Some code takes care of shrinking the table on the master via a delete from t2 where Id <= {}. The code is included in a transaction, which seems very quick at all times.

Does this ring any bell?

Best Answer

Questions:

  • Does "[bunch of columns]" include any from schema2? (If not, I have a possible answer.)
  • What is status in "0-100000 rows depending on status"?
  • "When the day grows" -- is that when you get closer to 100000 rows?
  • Are you sure that nothing else is running when this happens?
  • InnoDB Write buffer efficiency: 0.00% (0 hits/ 1 total) implies that the table is never written to. Could that be correct?
  • Is the query being done via cron?

As for mysqltuner, you are encountering some of its failings.

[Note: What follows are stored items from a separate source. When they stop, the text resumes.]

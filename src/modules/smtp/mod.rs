// Copyright © 2025 mailblast.io
// Licensed under MailBlast License Agreement v1.0
// Unauthorized copying, modification, or distribution is prohibited.

pub mod client;
pub mod manager;
pub mod message;
pub mod relay;
pub mod util;
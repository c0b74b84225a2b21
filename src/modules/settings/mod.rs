// Copyright © 2025 mailblast.io
// Licensed under MailBlast License Agreement v1.0
// Unauthorized copying, modification, or distribution is prohibited.

pub mod cli;
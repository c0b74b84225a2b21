// Copyright © 2025 mailblast.io
// Licensed under MailBlast License Agreement v1.0
// Unauthorized copying, modification, or distribution is prohibited.

#[derive(Copy, Clone, Debug, Eq, PartialEq)]
#[repr(u32)]
pub enum ErrorCode {
    // Client-side errors (10000–10999)
    InvalidParameter = 10000,
    MissingConfiguration = 10010,
    RecipientFileError = 10020,
    AttachmentError = 10030,

    // Authentication errors (20000–20999)
    SmtpAuthenticationFailed = 20000,

    // Network connection errors (40000–40999)
    NetworkError = 40000,
    HttpResponseError = 40010,

    // Mail service errors (50000–50999)
    SmtpConnectionFailed = 50000,
    SmtpCommandFailed = 50010,

    // Text generation errors (60000–60999)
    GenerationFailed = 60000,

    // Internal system errors (70000–70999)
    InternalError = 70000,
}
// Copyright © 2025 mailblast.io
// Licensed under MailBlast License Agreement v1.0
// Unauthorized copying, modification, or distribution is prohibited.

use crate::modules::compose::MessageTemplate;
use crate::modules::error::code::ErrorCode;
use crate::modules::error::MailBlastResult;
use crate::modules::recipients::RecipientRow;
use crate::modules::smtp::client::Sender;
use crate::modules::smtp::message::{build_outgoing, Attachment};
use crate::{raise_error, validate_email};
use tracing::{info, warn};

/// One recipient the transport rejected, or that never reached the transport.
#[derive(Clone, Debug, Eq, PartialEq)]
pub struct FailedRecipient {
    pub address: String,
    pub reason: String,
}

/// The outcome partition of one send pass. Every input row lands in exactly
/// one of the two lists, in row order.
#[derive(Clone, Debug, Default, Eq, PartialEq)]
pub struct SendReport {
    pub succeeded: Vec<String>,
    pub failed: Vec<FailedRecipient>,
}

/// Refuses a pass whose template is unusable. Callers check this before
/// opening a transport session; the pass itself checks it again before
/// touching the session it was handed.
pub fn ensure_sendable(template: &MessageTemplate) -> MailBlastResult<()> {
    if template.subject.trim().is_empty() || template.body.trim().is_empty() {
        return Err(raise_error!(
            "Please provide both subject and body.".into(),
            ErrorCode::MissingConfiguration
        ));
    }
    Ok(())
}

/// Runs one send pass: per row, validate the address, build the message,
/// submit it, and record the outcome. A per-recipient failure never aborts
/// the remaining rows; only the returned partition reports it.
pub async fn run_send_pass<S: Sender>(
    rows: &[RecipientRow],
    template: &MessageTemplate,
    attachment: Option<&Attachment>,
    sender_address: &str,
    session: &mut S,
) -> MailBlastResult<SendReport> {
    ensure_sendable(template)?;

    info!("Starting send pass over {} recipients", rows.len());
    let mut report = SendReport::default();

    for row in rows {
        let address = row.email.trim().to_string();

        if validate_email!(&address).is_err() {
            warn!("Skipping invalid recipient address: '{}'", address);
            report.failed.push(FailedRecipient {
                address,
                reason: "Invalid email address".to_string(),
            });
            continue;
        }

        let message = match build_outgoing(sender_address, &address, template, attachment) {
            Ok(message) => message,
            Err(error) => {
                warn!("Could not build message for '{}': {}", address, error);
                report.failed.push(FailedRecipient {
                    address,
                    reason: error.to_string(),
                });
                continue;
            }
        };

        match session.send_message(message).await {
            Ok(()) => report.succeeded.push(address),
            Err(error) => {
                warn!("Delivery to '{}' failed: {}", address, error);
                report.failed.push(FailedRecipient {
                    address,
                    reason: error.to_string(),
                });
            }
        }
    }

    Ok(report)
}

#[cfg(test)]
mod tests {
    use super::*;
    use mail_send::smtp::message::IntoMessage;
    use std::collections::HashMap;

    /// Deterministic in-memory transport: records every submission and fails
    /// the addresses it was told to fail.
    #[derive(Default)]
    struct StubSender {
        attempts: Vec<String>,
        failures: HashMap<String, String>,
    }

    impl StubSender {
        fn failing(address: &str, reason: &str) -> Self {
            let mut failures = HashMap::new();
            failures.insert(address.to_string(), reason.to_string());
            Self {
                attempts: Vec::new(),
                failures,
            }
        }
    }

    impl Sender for StubSender {
        async fn send_message<'x>(
            &mut self,
            message: impl IntoMessage<'x>,
        ) -> MailBlastResult<()> {
            let message = message
                .into_message()
                .map_err(|e| raise_error!(format!("{:#}", e), ErrorCode::InternalError))?;
            let recipient = message
                .rcpt_to
                .first()
                .map(|addr| addr.email.to_string())
                .unwrap_or_default();
            self.attempts.push(recipient.clone());
            match self.failures.get(&recipient) {
                Some(reason) => Err(raise_error!(
                    reason.clone(),
                    ErrorCode::SmtpCommandFailed
                )),
                None => Ok(()),
            }
        }

        async fn quit(self) -> MailBlastResult<()> {
            Ok(())
        }
    }

    fn rows(addresses: &[&str]) -> Vec<RecipientRow> {
        addresses
            .iter()
            .map(|address| RecipientRow {
                email: address.to_string(),
            })
            .collect()
    }

    fn template() -> MessageTemplate {
        MessageTemplate {
            subject: "Your Marketing Email".to_string(),
            body: "Hello,\n\nThis is a test marketing email.".to_string(),
        }
    }

    #[tokio::test]
    async fn every_row_lands_in_exactly_one_partition() {
        let rows = rows(&["a@x.com", "b@x.com", "bad", "c@x.com", ""]);
        let mut session = StubSender::default();
        let report = run_send_pass(&rows, &template(), None, "sender@example.com", &mut session)
            .await
            .unwrap();
        assert_eq!(report.succeeded.len() + report.failed.len(), rows.len());
    }

    #[tokio::test]
    async fn invalid_address_never_reaches_the_transport() {
        let rows = rows(&["bad", ""]);
        let mut session = StubSender::default();
        let report = run_send_pass(&rows, &template(), None, "sender@example.com", &mut session)
            .await
            .unwrap();
        assert!(session.attempts.is_empty());
        assert_eq!(report.succeeded, Vec::<String>::new());
        assert_eq!(
            report.failed,
            vec![
                FailedRecipient {
                    address: "bad".to_string(),
                    reason: "Invalid email address".to_string(),
                },
                FailedRecipient {
                    address: "".to_string(),
                    reason: "Invalid email address".to_string(),
                },
            ]
        );
    }

    #[tokio::test]
    async fn addresses_are_trimmed_before_validation() {
        let rows = rows(&["  a@x.com  "]);
        let mut session = StubSender::default();
        let report = run_send_pass(&rows, &template(), None, "sender@example.com", &mut session)
            .await
            .unwrap();
        assert_eq!(report.succeeded, vec!["a@x.com".to_string()]);
        assert_eq!(session.attempts, vec!["a@x.com".to_string()]);
    }

    #[tokio::test]
    async fn transport_failure_does_not_abort_the_pass() {
        let rows = rows(&["a@x.com", "bad", "c@x.com"]);
        let mut session = StubSender::failing("c@x.com", "mailbox full");
        let report = run_send_pass(&rows, &template(), None, "sender@example.com", &mut session)
            .await
            .unwrap();
        assert_eq!(report.succeeded, vec!["a@x.com".to_string()]);
        assert_eq!(
            report.failed,
            vec![
                FailedRecipient {
                    address: "bad".to_string(),
                    reason: "Invalid email address".to_string(),
                },
                FailedRecipient {
                    address: "c@x.com".to_string(),
                    reason: "mailbox full".to_string(),
                },
            ]
        );
    }

    #[tokio::test]
    async fn missing_subject_or_body_refuses_the_pass() {
        let rows = rows(&["a@x.com"]);
        for template in [
            MessageTemplate {
                subject: String::new(),
                body: "body".to_string(),
            },
            MessageTemplate {
                subject: "subject".to_string(),
                body: "   ".to_string(),
            },
        ] {
            let mut session = StubSender::default();
            let error =
                run_send_pass(&rows, &template, None, "sender@example.com", &mut session)
                    .await
                    .unwrap_err();
            assert_eq!(error.code(), ErrorCode::MissingConfiguration);
            assert!(session.attempts.is_empty());
        }
    }

    #[tokio::test]
    async fn attachment_error_is_recorded_and_pass_continues() {
        let rows = rows(&["a@x.com", "b@x.com"]);
        let attachment = Attachment {
            file_name: "notes.txt".to_string(),
            content: vec![0xff, 0xfe],
        };
        let mut session = StubSender::default();
        let report = run_send_pass(
            &rows,
            &template(),
            Some(&attachment),
            "sender@example.com",
            &mut session,
        )
        .await
        .unwrap();
        assert!(session.attempts.is_empty());
        assert_eq!(report.failed.len(), 2);
        for failed in &report.failed {
            assert!(failed.reason.starts_with("Attachment error:"));
        }
    }

    #[tokio::test]
    async fn binary_attachment_rides_along_without_failures() {
        let rows = rows(&["a@x.com"]);
        let attachment = Attachment {
            file_name: "report.pdf".to_string(),
            content: b"%PDF-1.4 fake".to_vec(),
        };
        let mut session = StubSender::default();
        let report = run_send_pass(
            &rows,
            &template(),
            Some(&attachment),
            "sender@example.com",
            &mut session,
        )
        .await
        .unwrap();
        assert_eq!(report.succeeded, vec!["a@x.com".to_string()]);
    }

    #[tokio::test]
    async fn empty_table_is_a_trivial_success() {
        let mut session = StubSender::default();
        let report = run_send_pass(&[], &template(), None, "sender@example.com", &mut session)
            .await
            .unwrap();
        assert_eq!(report, SendReport::default());
    }

    #[tokio::test]
    async fn identical_inputs_yield_identical_partitions() {
        let rows = rows(&["a@x.com", "bad", "c@x.com"]);
        let mut first_session = StubSender::failing("c@x.com", "mailbox full");
        let first =
            run_send_pass(&rows, &template(), None, "sender@example.com", &mut first_session)
                .await
                .unwrap();
        let mut second_session = StubSender::failing("c@x.com", "mailbox full");
        let second =
            run_send_pass(&rows, &template(), None, "sender@example.com", &mut second_session)
                .await
                .unwrap();
        assert_eq!(first, second);
        assert_eq!(first_session.attempts, second_session.attempts);
    }
}
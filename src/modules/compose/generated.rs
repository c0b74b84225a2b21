// Copyright © 2025 mailblast.io
// Licensed under MailBlast License Agreement v1.0
// Unauthorized copying, modification, or distribution is prohibited.

use crate::modules::compose::{Composer, MessageTemplate};
use crate::modules::error::code::ErrorCode;
use crate::modules::error::MailBlastResult;
use crate::{mailblast_version, raise_error};
use serde::Deserialize;
use std::time::Duration;

/// Composes the body with one round-trip to a chat-completion endpoint.
///
/// The prompt describes the campaign; the first choice's content is used
/// verbatim as the body. Any failure along the way is a `GenerationFailed`
/// error that the shell recovers from by leaving the body empty.
pub struct GeneratedComposer {
    subject: String,
    prompt: String,
    model: String,
    base_url: String,
    api_key: String,
}

#[derive(Debug, Deserialize)]
struct ChatCompletionResponse {
    choices: Vec<ChatChoice>,
}

#[derive(Debug, Deserialize)]
struct ChatChoice {
    message: ChatMessage,
}

#[derive(Debug, Deserialize)]
struct ChatMessage {
    content: String,
}

impl GeneratedComposer {
    pub fn new(
        subject: String,
        prompt: String,
        model: String,
        base_url: String,
        api_key: String,
    ) -> Self {
        Self {
            subject,
            prompt,
            model,
            base_url,
            api_key,
        }
    }

    fn build_http_client() -> MailBlastResult<reqwest::Client> {
        reqwest::ClientBuilder::new()
            .user_agent(format!("MailBlast/{}", mailblast_version!()))
            .timeout(Duration::from_secs(60))
            .connect_timeout(Duration::from_secs(10))
            .build()
            .map_err(|e| {
                raise_error!(
                    format!("Failed to build HTTP client: {:#?}", e),
                    ErrorCode::InternalError
                )
            })
    }

    fn extract_body(completion: ChatCompletionResponse) -> MailBlastResult<String> {
        completion
            .choices
            .into_iter()
            .next()
            .map(|choice| choice.message.content)
            .filter(|content| !content.trim().is_empty())
            .ok_or_else(|| {
                raise_error!(
                    "Text generation returned no content".into(),
                    ErrorCode::GenerationFailed
                )
            })
    }
}

impl Composer for GeneratedComposer {
    async fn compose(&self) -> MailBlastResult<MessageTemplate> {
        let client = Self::build_http_client()?;
        let url = format!(
            "{}/chat/completions",
            self.base_url.trim_end_matches('/')
        );
        let payload = serde_json::json!({
            "model": self.model,
            "messages": [{ "role": "user", "content": self.prompt }],
        });

        let response = client
            .post(&url)
            .bearer_auth(&self.api_key)
            .json(&payload)
            .send()
            .await
            .map_err(|e| raise_error!(format!("{:#}", e), ErrorCode::GenerationFailed))?;

        if !response.status().is_success() {
            let status = response.status();
            let text = response.text().await.unwrap_or_default();
            return Err(raise_error!(
                format!("Text generation request failed with {}: {}", status, text),
                ErrorCode::GenerationFailed
            ));
        }

        let completion: ChatCompletionResponse = response
            .json()
            .await
            .map_err(|e| raise_error!(format!("{:#}", e), ErrorCode::GenerationFailed))?;

        Ok(MessageTemplate {
            subject: self.subject.clone(),
            body: Self::extract_body(completion)?,
        })
    }
}
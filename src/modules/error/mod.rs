// Copyright © 2025 mailblast.io
// Licensed under MailBlast License Agreement v1.0
// Unauthorized copying, modification, or distribution is prohibited.

use code::ErrorCode;
use snafu::{Location, Snafu};

pub mod code;

#[derive(Debug, Snafu)]
#[snafu(visibility(pub))]
pub enum MailBlastError {
    #[snafu(display("{message}"))]
    Generic {
        message: String,
        #[snafu(implicit)]
        location: Location,
        code: ErrorCode,
    },
}

pub type MailBlastResult<T, E = MailBlastError> = std::result::Result<T, E>;

impl MailBlastError {
    pub fn code(&self) -> ErrorCode {
        match self {
            MailBlastError::Generic { code, .. } => *code,
        }
    }
}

  • In all cases you set the buffer_pool_size bigger than all the data (6.9G), hence changing the size made no difference.
  • innodb_buffer_pool_instances makes only a small difference. I think some benchmark suggested no more than 16. Or perhaps it was related to the number of CPU cores.
  • Turning on the QC would benefit you only if the various 'agents' performed exactly the same query and no writes were being performed to either schema1 or schema2.
  • The join_buffer should not be used for this query. Note that it is not mentioned in Extra in EXPLAIN SELECT.
  • Defragmentation is almost never an issue with InnoDB; ignore mysqltuner's persistent call for such.

What I see (so far) in the query is InnoDB "stumbling over itself". But I rarely see such with only 3 connections.

Also, the "inflate-deflate" of "JOIN + GROUP BY" is an ugly pattern that is costly. I need more details on the query to help you unravel that.